Qual a estratégia de mercado e quem são os parceiros envolvidos?

Para viabilizar a estrutura complexa de pagamentos em larga escala pelo país, a companhia de telecomunicações firmou uma parceria estratégica e vital com a QI Tech, uma empresa brasileira de tecnologia financeira (fintech) especializada em infraestrutura de crédito. A empresa atua nos bastidores técnicos da operação, fornecendo todo o alicerce operacional e regulatório exigido pelas normas do Banco Central do Brasil. A parceira assume as responsabilidades de cobrança e, de forma central, a gestão estrutural do Fundo de Investimento em Direitos Creditórios (FIDC), instrumento contábil essencial para garantir o fluxo de caixa saudável do modelo de financiamento prolongado da varejista.

Do ponto de vista estratégico de mercado, a Telefônica Brasil, empresa controladora da marca nacional, projeta múltiplos benefícios corporativos diretos com a implementação do novo sistema. A dependência quase que exclusiva do modelo de cartão de crédito afasta historicamente uma parcela significativa de clientes em potencial nas grandes redes. Ao flexibilizar a forma de pagamento de longo prazo, a rede de lojas pretende captar desde os usuários mais simples que procuram o primeiro dispositivo móvel de entrada até os grandes entusiastas que desejam adquirir os modelos importados mais caros disponíveis no mercado global.
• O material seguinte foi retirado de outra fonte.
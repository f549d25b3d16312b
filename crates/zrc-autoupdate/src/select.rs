//! Release selection.
//!
//! Every parsed item is scored for the running platform. A score of zero
//! rejects the item; otherwise the highest score wins and ties keep the
//! item that came first in the feed. Scoring is a pure function, the
//! parsed items are never mutated.
//!
//! Score layout (`u32`):
//!
//! ```text
//!  31 30 | 29 ............ 16 | 15 ............. 0
//!  os    | min OS major       | min OS minor
//! ```
//!
//! where `os` is 1 for a generic OS label and 2 for an exact
//! architecture match.

use tracing::{debug, trace};

use crate::error::ParseError;
use crate::manifest::{parse_items, ManifestItem};
use crate::platform::{OsContext, OsVersion};

const OS_GENERIC: u32 = 1;
const OS_ARCH_EXACT: u32 = 2;

/// How specifically an item targets the running OS, or `None` if it does
/// not run here at all.
fn os_specificity(item: &ManifestItem, ctx: &OsContext) -> Option<u32> {
    if ctx.os_label.is_empty() {
        return Some(OS_GENERIC);
    }
    match item.os_label.as_deref().map(str::trim) {
        None | Some("") => Some(OS_GENERIC),
        Some(label) if label == ctx.os_label => Some(OS_GENERIC),
        Some(label) if label == ctx.arch_label() => Some(OS_ARCH_EXACT),
        Some(_) => None,
    }
}

/// Score an item for `ctx`. Zero means "not suitable".
pub fn weigh(item: &ManifestItem, ctx: &OsContext) -> u32 {
    let Some(os_score) = os_specificity(item, ctx) else {
        trace!(title = %item.title, os = ?item.os_label, "Rejected: OS label");
        return 0;
    };

    let minimum = match item.minimum_system_version.as_deref() {
        None => OsVersion::default(),
        Some(required) => {
            let Some(minimum) = OsVersion::parse(required) else {
                trace!(title = %item.title, required, "Rejected: unreadable minimum OS version");
                return 0;
            };
            if let Some(running) = ctx.os_version {
                if running.compare(&minimum).is_lt() {
                    trace!(title = %item.title, %running, %minimum, "Rejected: OS too old");
                    return 0;
                }
            }
            minimum
        }
    };

    (os_score << 30) | (minimum.major.min(0x3FFF) << 16) | minimum.minor.min(0xFFFF)
}

/// Pick the best item for `ctx` together with its score.
pub fn select<'a>(items: &'a [ManifestItem], ctx: &OsContext) -> Option<(&'a ManifestItem, u32)> {
    let mut best: Option<(&ManifestItem, u32)> = None;
    for item in items {
        let weight = weigh(item, ctx);
        if weight == 0 {
            continue;
        }
        if best.map_or(true, |(_, w)| weight > w) {
            best = Some((item, weight));
        }
    }
    best
}

/// Parse a feed and select the best release for `ctx`.
///
/// `Ok(None)` means the feed is valid but offers nothing for this platform.
pub fn parse_and_select_for(
    document: &str,
    required_channel: &str,
    ctx: &OsContext,
) -> Result<Option<ManifestItem>, ParseError> {
    let items = parse_items(document, required_channel)?;
    let selected = select(&items, ctx).map(|(item, weight)| {
        debug!(
            title = %item.title,
            version = %item.effective_version(),
            weight,
            "Selected release"
        );
        item.clone()
    });
    if selected.is_none() {
        debug!(candidates = items.len(), "No suitable release for this platform");
    }
    Ok(selected)
}

/// Parse a feed and select the best release for the running machine,
/// with `os_label` as the generic OS label (empty disables OS filtering).
pub fn parse_and_select(
    document: &str,
    required_channel: &str,
    os_label: &str,
) -> Result<Option<ManifestItem>, ParseError> {
    let mut ctx = OsContext::current();
    ctx.os_label = os_label.to_string();
    parse_and_select_for(document, required_channel, &ctx)
}
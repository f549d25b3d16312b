//! Appcast feed model and parser.
//!
//! An appcast is an RSS-like XML document. Releases are `<item>` elements,
//! optionally grouped in `<channel>` containers. Parsing is pure data
//! extraction: nothing in the document is ever executed or dereferenced.
//!
//! ```text
//! <rss xmlns:sparkle="http://www.andymatuschak.org/xml-namespaces/sparkle">
//!   <channel>
//!     <item>
//!       <title>Version 2.0</title>
//!       <sparkle:version>2.0</sparkle:version>
//!       <sparkle:minimumSystemVersion>10.0</sparkle:minimumSystemVersion>
//!       <enclosure url="https://example.com/app-2.0.exe" length="1024"
//!                  sparkle:os="windows-x64" sparkle:edSignature="..."/>
//!     </item>
//!   </channel>
//! </rss>
//! ```
//!
//! Namespace prefixes are ignored; elements and attributes are matched on
//! their local names.

use std::borrow::Cow;

use chrono::{DateTime, Utc};
use quick_xml::events::{BytesStart, Event};
use quick_xml::Reader;
use tracing::{debug, trace};

use crate::error::ParseError;
use crate::version::Version;

/// Channel identity shared by the empty string and `"release"`.
pub const RELEASE_CHANNEL: &str = "release";

/// Whether an item channel satisfies the channel the caller asked for.
///
/// Equal names match, and the empty channel and `"release"` are the same
/// identity in both directions.
pub fn channel_matches(item_channel: &str, required_channel: &str) -> bool {
    let is_release = |c: &str| c.is_empty() || c == RELEASE_CHANNEL;
    item_channel == required_channel || (is_release(item_channel) && is_release(required_channel))
}

/// How a release marks itself as critical.
#[derive(Debug, Clone, PartialEq, Eq, Default)]
pub enum CriticalUpdate {
    /// Not critical.
    #[default]
    None,
    /// Critical for every installed version.
    Always,
    /// Critical only for installed versions older than this one.
    Below(String),
}

impl CriticalUpdate {
    /// Whether the release is critical for the given installed version.
    pub fn applies_to(&self, installed: &Version) -> bool {
        match self {
            Self::None => false,
            Self::Always => true,
            Self::Below(threshold) => *installed < Version::parse(threshold),
        }
    }
}

/// Binary artifact attributes of an item.
#[derive(Debug, Clone, PartialEq, Eq, Default)]
pub struct Enclosure {
    pub url: String,
    pub name: Option<String>,
    pub version: Option<String>,
    pub length: Option<u64>,
    pub content_type: Option<String>,
    pub sha_hash: Option<String>,
    pub md5_hash: Option<String>,
    pub ed_signature: Option<String>,
    pub ed_key_version: Option<String>,
}

/// One release candidate parsed from the feed.
#[derive(Debug, Clone, PartialEq, Eq, Default)]
pub struct ManifestItem {
    pub title: String,
    pub link: String,
    pub version: String,
    pub minimum_system_version: Option<String>,
    pub critical_update: CriticalUpdate,
    pub installer_args: String,
    /// Human-readable publication date.
    pub published_at: String,
    /// Publication time when the feed gave it as epoch seconds.
    pub published_epoch: Option<i64>,
    pub description: String,
    pub release_notes_link: Option<String>,
    pub os_label: Option<String>,
    pub build_label: Option<String>,
    /// Channel the item was published in (empty for the default channel).
    pub channel: String,
    pub enclosure: Option<Enclosure>,
}

impl ManifestItem {
    /// Version of the release: the item element, else the enclosure attribute.
    pub fn effective_version(&self) -> &str {
        if !self.version.is_empty() {
            return &self.version;
        }
        self.enclosure
            .as_ref()
            .and_then(|e| e.version.as_deref())
            .unwrap_or("")
    }

    /// Parsed release version.
    pub fn parsed_version(&self) -> Version {
        Version::parse(self.effective_version())
    }

    /// Whether this release is critical for `installed`.
    pub fn is_critical_for(&self, installed: &Version) -> bool {
        self.critical_update.applies_to(installed)
    }
}

/// Parse every item of `document` that belongs to `required_channel`.
///
/// Items in non-matching `<channel>` containers are skipped without being
/// built. Parsing stops as soon as a matching container closes.
pub fn parse_items(document: &str, required_channel: &str) -> Result<Vec<ManifestItem>, ParseError> {
    FeedParser::new(document, required_channel).run()
}

/// Format epoch seconds as an RFC 2822 date.
pub fn format_epoch(secs: i64) -> Option<String> {
    DateTime::<Utc>::from_timestamp(secs, 0).map(|dt| dt.to_rfc2822())
}

// ============================================================================
// Parser
// ============================================================================

struct ItemBuilder {
    item: ManifestItem,
    /// Stack depth of the `<item>` element.
    depth: usize,
    in_tags: bool,
    pub_date: Option<String>,
    item_channel: Option<String>,
}

struct FeedParser<'a> {
    document: &'a str,
    reader: Reader<&'a [u8]>,
    required_channel: &'a str,
    stack: Vec<String>,
    /// Depth of a non-matching `<channel>` whose content is ignored.
    skip_depth: Option<usize>,
    /// Name and depth of the enclosing `<channel>`, if any.
    channel: Option<(String, usize)>,
    item: Option<ItemBuilder>,
    text: String,
    items: Vec<ManifestItem>,
}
Além da forte atração de novos perfis econômicos e do aumento projetado no valor médio de cada venda corporativa, a medida executada pela operadora tem um grande potencial para alterar o comportamento de consumo tecnológico dos cidadãos brasileiros. Nos últimos anos, diversas análises de mercado apontam que os usuários estão demorando muito mais tempo para trocar de aparelho, retendo o mesmo dispositivo por ciclos prolongados devido aos altos custos inflacionários. A oferta de uma linha de crédito específica, estendida por um período de quase dois anos de parcelamento, surge justamente como uma alternativa comercial desenhada para reduzir o intervalo temporal desse ciclo de atualização, acelerando as trocas e consolidando a fatia de mercado da corporação no altamente competitivo setor varejista nacional.